**Given entries:**
▼

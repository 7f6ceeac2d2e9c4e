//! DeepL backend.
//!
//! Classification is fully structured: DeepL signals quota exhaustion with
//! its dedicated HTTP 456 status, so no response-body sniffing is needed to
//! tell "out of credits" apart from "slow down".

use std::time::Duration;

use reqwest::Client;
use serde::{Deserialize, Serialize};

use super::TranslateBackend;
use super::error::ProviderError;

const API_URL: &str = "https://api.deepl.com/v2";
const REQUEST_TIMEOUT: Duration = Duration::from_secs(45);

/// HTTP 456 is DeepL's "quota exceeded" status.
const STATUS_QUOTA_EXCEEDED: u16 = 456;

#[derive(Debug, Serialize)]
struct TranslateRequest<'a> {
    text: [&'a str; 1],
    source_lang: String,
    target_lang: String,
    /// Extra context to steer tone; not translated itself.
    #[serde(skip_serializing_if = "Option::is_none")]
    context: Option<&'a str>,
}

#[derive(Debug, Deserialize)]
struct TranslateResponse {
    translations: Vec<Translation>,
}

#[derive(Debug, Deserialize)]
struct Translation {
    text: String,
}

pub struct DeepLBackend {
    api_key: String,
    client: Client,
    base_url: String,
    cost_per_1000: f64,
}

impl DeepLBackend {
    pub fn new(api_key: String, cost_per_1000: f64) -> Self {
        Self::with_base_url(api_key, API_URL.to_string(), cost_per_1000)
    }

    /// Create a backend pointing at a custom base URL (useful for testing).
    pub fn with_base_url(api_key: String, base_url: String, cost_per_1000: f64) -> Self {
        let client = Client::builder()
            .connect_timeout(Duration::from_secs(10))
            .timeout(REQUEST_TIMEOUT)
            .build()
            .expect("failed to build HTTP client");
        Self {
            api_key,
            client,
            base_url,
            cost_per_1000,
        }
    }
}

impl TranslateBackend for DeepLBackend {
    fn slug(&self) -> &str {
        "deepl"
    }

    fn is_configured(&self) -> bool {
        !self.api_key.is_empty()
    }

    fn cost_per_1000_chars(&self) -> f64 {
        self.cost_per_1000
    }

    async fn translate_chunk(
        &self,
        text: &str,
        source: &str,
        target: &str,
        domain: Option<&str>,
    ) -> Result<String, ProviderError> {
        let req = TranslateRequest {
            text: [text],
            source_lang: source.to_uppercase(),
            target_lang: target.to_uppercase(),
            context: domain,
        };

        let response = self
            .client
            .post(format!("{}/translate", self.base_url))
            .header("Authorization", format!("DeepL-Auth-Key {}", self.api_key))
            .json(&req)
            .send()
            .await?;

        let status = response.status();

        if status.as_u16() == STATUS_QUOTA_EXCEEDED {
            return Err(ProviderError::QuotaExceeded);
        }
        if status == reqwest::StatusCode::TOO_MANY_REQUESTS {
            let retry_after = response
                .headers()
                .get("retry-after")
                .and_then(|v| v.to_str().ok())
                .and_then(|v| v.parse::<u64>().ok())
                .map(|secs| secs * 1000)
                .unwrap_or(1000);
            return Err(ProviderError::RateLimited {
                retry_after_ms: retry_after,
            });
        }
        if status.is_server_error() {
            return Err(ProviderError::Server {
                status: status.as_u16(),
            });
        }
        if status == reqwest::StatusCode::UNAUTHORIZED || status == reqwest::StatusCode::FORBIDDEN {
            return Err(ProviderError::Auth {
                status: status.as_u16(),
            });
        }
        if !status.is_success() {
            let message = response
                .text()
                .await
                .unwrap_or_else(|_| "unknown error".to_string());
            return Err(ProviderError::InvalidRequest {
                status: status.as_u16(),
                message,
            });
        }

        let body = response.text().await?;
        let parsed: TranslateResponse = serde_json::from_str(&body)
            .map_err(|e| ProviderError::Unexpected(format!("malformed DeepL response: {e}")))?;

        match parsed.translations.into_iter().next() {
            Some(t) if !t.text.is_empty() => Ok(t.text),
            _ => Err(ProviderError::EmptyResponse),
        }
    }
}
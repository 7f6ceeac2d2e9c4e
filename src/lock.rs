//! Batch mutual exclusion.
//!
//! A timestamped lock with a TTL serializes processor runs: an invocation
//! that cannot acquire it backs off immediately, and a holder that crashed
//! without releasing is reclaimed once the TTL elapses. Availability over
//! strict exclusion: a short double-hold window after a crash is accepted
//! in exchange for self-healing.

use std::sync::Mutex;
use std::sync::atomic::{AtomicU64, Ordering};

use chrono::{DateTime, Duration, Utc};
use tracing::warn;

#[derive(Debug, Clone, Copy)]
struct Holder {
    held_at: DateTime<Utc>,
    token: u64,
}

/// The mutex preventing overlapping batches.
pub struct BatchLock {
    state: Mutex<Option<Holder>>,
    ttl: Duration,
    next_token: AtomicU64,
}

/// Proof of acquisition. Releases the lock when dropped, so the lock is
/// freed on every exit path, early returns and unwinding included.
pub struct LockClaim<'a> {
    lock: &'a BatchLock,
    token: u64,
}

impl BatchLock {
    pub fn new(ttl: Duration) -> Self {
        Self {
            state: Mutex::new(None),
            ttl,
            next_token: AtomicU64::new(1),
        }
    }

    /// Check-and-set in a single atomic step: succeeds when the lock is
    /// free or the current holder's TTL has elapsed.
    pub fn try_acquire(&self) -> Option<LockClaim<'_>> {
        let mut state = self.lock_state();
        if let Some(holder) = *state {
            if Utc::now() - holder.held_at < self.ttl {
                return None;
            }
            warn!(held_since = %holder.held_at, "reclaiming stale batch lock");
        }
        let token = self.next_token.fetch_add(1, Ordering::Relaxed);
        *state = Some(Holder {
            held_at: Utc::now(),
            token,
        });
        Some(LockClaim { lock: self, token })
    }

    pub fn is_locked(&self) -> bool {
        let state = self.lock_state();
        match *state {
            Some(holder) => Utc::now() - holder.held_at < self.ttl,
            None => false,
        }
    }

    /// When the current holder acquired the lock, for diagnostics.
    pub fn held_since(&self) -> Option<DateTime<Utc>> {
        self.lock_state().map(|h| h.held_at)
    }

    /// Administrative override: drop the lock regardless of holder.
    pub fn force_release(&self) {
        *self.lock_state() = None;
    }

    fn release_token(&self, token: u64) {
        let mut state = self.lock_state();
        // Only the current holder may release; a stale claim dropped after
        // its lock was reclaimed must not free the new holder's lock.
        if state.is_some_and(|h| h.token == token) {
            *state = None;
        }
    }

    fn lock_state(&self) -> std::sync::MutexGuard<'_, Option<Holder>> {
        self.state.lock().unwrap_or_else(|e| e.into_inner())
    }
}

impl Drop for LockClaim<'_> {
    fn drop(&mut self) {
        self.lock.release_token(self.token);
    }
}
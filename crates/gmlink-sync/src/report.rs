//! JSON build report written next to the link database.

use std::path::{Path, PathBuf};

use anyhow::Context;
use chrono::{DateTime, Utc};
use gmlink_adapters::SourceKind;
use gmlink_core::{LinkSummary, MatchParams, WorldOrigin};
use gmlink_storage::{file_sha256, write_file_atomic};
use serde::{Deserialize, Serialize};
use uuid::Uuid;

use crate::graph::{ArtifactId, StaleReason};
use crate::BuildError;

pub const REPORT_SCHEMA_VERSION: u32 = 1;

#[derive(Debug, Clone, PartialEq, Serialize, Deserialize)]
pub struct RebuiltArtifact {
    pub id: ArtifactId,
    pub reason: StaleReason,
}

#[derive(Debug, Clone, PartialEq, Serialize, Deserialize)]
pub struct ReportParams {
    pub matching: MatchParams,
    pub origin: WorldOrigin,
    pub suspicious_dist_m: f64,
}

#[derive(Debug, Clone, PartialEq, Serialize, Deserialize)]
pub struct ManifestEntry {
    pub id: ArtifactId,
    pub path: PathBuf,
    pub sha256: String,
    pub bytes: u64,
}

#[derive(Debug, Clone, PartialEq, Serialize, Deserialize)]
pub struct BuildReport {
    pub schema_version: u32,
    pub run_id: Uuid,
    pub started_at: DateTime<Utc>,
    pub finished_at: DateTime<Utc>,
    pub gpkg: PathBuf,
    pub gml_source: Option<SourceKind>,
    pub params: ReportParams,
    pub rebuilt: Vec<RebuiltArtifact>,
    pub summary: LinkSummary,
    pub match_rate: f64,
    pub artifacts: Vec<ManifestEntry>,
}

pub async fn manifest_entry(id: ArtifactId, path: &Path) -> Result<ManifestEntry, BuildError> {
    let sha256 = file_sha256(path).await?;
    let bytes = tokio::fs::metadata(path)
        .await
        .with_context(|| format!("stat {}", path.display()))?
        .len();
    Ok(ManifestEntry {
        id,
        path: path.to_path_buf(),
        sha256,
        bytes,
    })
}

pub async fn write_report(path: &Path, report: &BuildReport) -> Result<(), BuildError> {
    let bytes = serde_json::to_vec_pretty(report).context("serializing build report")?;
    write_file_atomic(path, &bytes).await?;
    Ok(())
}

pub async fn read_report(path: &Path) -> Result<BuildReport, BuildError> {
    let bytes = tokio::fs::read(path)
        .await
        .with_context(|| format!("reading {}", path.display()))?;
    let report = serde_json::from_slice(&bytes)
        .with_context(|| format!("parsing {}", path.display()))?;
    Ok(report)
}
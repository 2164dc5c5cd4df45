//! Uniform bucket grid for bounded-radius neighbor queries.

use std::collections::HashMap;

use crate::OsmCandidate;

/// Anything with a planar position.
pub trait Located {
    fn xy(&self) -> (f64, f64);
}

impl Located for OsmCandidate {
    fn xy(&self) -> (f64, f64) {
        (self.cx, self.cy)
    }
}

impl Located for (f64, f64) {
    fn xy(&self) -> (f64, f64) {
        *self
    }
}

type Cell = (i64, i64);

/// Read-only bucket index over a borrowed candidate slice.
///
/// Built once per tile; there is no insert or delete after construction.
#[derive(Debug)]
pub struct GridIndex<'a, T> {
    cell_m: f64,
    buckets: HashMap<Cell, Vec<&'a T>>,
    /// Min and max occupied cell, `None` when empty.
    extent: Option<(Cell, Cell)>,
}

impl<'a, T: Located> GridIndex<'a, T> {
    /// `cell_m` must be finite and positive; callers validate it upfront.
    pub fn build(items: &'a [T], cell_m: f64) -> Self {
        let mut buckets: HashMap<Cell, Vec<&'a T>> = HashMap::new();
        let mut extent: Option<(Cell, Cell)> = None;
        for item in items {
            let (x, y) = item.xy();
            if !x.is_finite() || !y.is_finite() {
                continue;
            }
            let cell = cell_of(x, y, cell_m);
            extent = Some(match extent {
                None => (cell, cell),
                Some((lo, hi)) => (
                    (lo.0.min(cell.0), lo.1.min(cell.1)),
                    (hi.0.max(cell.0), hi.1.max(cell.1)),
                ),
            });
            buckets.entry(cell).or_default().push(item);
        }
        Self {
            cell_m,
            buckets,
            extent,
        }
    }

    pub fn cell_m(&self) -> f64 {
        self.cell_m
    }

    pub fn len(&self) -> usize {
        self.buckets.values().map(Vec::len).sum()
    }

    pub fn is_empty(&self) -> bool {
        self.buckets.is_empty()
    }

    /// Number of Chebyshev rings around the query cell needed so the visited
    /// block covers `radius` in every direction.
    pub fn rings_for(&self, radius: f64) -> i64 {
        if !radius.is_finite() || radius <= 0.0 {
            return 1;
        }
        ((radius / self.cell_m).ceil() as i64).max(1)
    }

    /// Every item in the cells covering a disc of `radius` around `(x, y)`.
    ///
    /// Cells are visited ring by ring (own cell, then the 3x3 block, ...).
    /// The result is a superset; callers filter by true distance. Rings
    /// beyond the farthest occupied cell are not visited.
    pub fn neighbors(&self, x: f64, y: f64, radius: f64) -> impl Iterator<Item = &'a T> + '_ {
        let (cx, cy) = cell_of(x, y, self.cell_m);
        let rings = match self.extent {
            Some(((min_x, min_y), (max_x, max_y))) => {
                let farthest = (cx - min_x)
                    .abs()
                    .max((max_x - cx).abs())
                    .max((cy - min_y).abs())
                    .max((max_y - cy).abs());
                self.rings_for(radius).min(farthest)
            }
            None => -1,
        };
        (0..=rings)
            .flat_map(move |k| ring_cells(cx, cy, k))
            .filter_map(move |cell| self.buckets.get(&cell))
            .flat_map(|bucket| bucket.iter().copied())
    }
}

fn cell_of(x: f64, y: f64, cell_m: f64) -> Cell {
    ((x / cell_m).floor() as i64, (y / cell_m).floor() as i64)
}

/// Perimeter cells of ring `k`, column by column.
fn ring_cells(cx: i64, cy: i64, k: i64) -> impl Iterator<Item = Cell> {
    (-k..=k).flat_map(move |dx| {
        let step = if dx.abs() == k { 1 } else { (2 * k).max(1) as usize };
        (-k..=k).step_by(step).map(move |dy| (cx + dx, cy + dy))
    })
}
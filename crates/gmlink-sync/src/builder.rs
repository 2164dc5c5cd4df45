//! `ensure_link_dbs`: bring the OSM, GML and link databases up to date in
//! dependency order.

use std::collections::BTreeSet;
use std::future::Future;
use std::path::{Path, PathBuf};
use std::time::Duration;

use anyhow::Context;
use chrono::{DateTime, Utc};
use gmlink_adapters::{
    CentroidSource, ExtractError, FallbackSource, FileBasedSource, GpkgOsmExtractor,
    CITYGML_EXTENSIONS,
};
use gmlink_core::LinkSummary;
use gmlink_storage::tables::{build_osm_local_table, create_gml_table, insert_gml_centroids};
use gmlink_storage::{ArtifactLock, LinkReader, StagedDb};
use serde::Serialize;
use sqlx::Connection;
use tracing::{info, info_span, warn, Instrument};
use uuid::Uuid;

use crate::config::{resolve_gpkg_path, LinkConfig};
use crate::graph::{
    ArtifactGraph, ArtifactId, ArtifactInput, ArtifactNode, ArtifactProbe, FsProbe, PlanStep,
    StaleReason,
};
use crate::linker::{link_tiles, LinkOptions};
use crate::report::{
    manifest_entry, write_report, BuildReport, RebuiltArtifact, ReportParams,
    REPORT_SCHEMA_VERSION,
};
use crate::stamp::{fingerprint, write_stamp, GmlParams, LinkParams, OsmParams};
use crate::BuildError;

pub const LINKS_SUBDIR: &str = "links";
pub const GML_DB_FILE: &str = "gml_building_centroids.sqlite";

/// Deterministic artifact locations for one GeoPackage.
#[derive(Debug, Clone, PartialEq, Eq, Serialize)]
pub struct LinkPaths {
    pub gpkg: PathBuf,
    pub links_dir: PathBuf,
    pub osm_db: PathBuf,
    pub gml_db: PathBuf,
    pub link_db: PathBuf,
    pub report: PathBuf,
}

▲

**Exercise:** Above are the entries; copy every line among them that contains the word "Located".

**Written answer:**
pub trait Located {
impl Located for OsmCandidate {
impl Located for (f64, f64) {
impl<'a, T: Located> GridIndex<'a, T> {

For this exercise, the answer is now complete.